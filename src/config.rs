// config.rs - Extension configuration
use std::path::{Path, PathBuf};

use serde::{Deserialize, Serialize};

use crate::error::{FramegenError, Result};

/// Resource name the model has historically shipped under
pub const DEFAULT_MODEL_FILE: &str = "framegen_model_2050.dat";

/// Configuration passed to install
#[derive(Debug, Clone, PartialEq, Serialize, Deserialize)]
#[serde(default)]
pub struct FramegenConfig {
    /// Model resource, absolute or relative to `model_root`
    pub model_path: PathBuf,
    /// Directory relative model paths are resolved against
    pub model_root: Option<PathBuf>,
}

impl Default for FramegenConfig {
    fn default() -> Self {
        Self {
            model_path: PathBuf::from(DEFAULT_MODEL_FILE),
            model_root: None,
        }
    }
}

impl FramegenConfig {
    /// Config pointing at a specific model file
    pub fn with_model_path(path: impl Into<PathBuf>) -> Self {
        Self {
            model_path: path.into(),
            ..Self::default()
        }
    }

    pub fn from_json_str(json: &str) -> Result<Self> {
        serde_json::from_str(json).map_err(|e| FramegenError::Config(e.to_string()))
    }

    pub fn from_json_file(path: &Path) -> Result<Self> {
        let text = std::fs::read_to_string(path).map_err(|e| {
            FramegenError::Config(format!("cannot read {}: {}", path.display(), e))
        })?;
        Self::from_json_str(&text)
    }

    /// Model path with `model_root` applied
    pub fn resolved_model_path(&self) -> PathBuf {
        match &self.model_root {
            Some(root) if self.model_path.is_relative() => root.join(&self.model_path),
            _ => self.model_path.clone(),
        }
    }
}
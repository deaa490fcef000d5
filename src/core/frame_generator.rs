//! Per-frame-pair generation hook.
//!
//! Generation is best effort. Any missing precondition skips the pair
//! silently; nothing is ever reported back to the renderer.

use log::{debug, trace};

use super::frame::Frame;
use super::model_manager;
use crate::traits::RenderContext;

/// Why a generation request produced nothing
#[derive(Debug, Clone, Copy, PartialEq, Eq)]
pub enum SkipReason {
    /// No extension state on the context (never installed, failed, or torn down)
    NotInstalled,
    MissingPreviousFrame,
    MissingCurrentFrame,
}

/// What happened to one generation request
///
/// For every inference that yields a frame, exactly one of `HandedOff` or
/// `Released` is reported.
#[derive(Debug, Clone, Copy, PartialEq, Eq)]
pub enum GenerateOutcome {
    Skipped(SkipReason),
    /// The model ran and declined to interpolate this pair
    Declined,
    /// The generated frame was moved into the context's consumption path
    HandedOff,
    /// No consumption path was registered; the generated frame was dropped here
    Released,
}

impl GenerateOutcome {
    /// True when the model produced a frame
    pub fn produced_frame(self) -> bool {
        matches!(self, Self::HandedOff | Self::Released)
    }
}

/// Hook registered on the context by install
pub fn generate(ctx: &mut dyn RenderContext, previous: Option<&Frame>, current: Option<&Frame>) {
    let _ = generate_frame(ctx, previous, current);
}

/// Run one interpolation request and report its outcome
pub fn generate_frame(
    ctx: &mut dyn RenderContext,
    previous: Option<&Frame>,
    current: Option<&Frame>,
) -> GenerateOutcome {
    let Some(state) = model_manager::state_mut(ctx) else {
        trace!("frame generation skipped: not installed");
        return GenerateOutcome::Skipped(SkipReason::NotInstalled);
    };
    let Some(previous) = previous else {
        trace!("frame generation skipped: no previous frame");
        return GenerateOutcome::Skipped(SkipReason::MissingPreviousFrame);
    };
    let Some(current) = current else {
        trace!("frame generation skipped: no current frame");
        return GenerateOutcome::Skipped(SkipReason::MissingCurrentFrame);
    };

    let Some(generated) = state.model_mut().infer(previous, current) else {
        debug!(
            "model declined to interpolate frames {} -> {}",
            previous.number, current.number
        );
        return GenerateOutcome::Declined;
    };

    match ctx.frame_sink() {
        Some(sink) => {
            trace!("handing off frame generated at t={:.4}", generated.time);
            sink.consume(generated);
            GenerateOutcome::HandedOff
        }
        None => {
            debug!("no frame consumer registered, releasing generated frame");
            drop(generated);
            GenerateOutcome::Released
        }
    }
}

++++++++

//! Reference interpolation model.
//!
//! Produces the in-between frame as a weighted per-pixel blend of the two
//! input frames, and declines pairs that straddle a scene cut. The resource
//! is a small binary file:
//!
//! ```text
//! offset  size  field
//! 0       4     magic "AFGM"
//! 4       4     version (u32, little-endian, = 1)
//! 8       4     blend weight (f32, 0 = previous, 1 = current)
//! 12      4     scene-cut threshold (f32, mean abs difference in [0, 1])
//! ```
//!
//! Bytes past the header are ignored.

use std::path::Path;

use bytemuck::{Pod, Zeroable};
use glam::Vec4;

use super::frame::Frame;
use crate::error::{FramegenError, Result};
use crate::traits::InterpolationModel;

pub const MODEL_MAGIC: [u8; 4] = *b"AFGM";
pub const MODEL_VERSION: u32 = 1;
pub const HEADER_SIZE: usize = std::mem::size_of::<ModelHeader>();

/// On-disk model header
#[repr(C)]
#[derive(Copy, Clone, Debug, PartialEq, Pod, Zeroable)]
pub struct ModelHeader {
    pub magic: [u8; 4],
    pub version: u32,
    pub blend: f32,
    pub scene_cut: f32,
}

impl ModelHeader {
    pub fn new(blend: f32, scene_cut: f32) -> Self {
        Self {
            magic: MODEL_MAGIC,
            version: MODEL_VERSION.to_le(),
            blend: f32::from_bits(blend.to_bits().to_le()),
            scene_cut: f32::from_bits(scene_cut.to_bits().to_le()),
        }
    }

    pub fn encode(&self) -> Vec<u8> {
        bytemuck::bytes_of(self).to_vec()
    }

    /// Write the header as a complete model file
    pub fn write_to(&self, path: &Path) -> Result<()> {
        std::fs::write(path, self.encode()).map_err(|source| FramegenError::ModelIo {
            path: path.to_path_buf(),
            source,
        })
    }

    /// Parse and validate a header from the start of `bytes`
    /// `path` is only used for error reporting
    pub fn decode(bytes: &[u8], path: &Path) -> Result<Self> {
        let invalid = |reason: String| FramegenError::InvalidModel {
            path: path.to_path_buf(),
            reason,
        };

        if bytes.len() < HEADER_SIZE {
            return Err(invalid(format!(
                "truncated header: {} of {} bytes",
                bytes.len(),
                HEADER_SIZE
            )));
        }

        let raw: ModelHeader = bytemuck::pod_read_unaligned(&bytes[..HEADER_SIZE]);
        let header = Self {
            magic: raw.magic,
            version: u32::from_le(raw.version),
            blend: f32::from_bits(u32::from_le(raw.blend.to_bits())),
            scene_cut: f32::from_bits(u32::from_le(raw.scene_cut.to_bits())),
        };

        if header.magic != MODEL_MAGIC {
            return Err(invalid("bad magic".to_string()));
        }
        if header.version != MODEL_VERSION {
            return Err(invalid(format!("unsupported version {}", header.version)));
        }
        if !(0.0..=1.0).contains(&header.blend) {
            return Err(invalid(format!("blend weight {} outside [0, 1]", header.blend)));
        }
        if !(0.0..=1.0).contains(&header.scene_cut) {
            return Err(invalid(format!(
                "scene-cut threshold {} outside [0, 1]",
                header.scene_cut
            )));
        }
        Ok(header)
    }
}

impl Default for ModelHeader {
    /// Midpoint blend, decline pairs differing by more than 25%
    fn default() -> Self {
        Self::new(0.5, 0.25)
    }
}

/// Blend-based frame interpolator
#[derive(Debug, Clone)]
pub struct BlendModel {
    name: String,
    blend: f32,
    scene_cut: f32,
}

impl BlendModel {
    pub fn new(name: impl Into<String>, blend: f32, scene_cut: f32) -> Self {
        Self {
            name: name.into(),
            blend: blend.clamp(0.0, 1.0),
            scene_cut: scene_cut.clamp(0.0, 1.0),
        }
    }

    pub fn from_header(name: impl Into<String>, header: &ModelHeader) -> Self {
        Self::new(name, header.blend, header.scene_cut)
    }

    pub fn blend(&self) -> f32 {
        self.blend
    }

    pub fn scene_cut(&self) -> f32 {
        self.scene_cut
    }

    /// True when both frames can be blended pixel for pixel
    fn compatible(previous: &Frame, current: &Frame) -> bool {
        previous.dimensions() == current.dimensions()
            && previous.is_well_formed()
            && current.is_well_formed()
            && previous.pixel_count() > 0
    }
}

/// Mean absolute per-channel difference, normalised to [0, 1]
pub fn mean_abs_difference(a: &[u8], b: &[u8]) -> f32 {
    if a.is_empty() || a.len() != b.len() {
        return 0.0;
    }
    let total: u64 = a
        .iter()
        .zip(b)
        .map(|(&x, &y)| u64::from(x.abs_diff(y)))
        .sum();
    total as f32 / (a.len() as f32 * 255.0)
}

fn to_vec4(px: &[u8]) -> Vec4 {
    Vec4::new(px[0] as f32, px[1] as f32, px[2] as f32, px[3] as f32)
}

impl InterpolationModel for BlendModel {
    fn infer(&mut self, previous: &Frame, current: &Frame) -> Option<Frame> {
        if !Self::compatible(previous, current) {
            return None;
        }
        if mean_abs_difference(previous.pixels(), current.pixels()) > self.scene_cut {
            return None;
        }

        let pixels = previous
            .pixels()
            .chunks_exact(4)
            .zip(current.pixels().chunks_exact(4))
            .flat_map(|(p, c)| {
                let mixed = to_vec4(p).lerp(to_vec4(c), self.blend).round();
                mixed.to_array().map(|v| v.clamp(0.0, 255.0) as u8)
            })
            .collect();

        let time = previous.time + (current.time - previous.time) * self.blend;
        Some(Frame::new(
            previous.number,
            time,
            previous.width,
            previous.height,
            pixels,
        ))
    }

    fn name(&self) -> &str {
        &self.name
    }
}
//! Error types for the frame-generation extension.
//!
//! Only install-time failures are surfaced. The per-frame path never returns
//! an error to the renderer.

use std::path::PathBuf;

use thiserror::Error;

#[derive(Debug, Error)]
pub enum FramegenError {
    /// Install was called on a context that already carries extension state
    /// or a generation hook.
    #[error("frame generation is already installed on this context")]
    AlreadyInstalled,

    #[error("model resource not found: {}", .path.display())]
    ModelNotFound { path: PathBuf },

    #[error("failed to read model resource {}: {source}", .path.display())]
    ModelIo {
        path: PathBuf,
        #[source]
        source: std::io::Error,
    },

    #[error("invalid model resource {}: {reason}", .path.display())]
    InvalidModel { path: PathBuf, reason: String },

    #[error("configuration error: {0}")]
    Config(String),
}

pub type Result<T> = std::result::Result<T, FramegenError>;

++++++++

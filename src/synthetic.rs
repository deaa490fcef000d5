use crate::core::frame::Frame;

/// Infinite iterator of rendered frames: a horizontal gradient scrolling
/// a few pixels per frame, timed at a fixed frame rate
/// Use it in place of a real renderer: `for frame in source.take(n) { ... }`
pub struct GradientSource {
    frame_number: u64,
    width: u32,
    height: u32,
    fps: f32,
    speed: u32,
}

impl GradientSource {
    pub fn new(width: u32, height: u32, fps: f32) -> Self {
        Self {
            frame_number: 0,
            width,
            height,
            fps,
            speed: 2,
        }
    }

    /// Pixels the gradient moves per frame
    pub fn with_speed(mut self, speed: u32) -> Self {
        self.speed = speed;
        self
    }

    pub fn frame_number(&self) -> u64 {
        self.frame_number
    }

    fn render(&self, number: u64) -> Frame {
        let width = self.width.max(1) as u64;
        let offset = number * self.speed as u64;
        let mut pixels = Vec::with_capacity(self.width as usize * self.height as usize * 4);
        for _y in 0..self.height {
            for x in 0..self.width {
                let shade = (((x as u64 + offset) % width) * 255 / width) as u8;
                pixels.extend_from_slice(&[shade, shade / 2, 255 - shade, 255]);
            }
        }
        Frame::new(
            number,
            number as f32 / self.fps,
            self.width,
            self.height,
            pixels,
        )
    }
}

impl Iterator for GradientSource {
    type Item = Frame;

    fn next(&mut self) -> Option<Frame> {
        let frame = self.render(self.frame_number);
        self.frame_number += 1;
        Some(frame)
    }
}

++++++++

▸ **TASK TO CARRY OUT**:
Go through the material above and copy each line that has the word "nothing".

▸ **TASK RESPONSE**:
//! silently; nothing is ever reported back to the renderer.
/// Why a generation request produced nothing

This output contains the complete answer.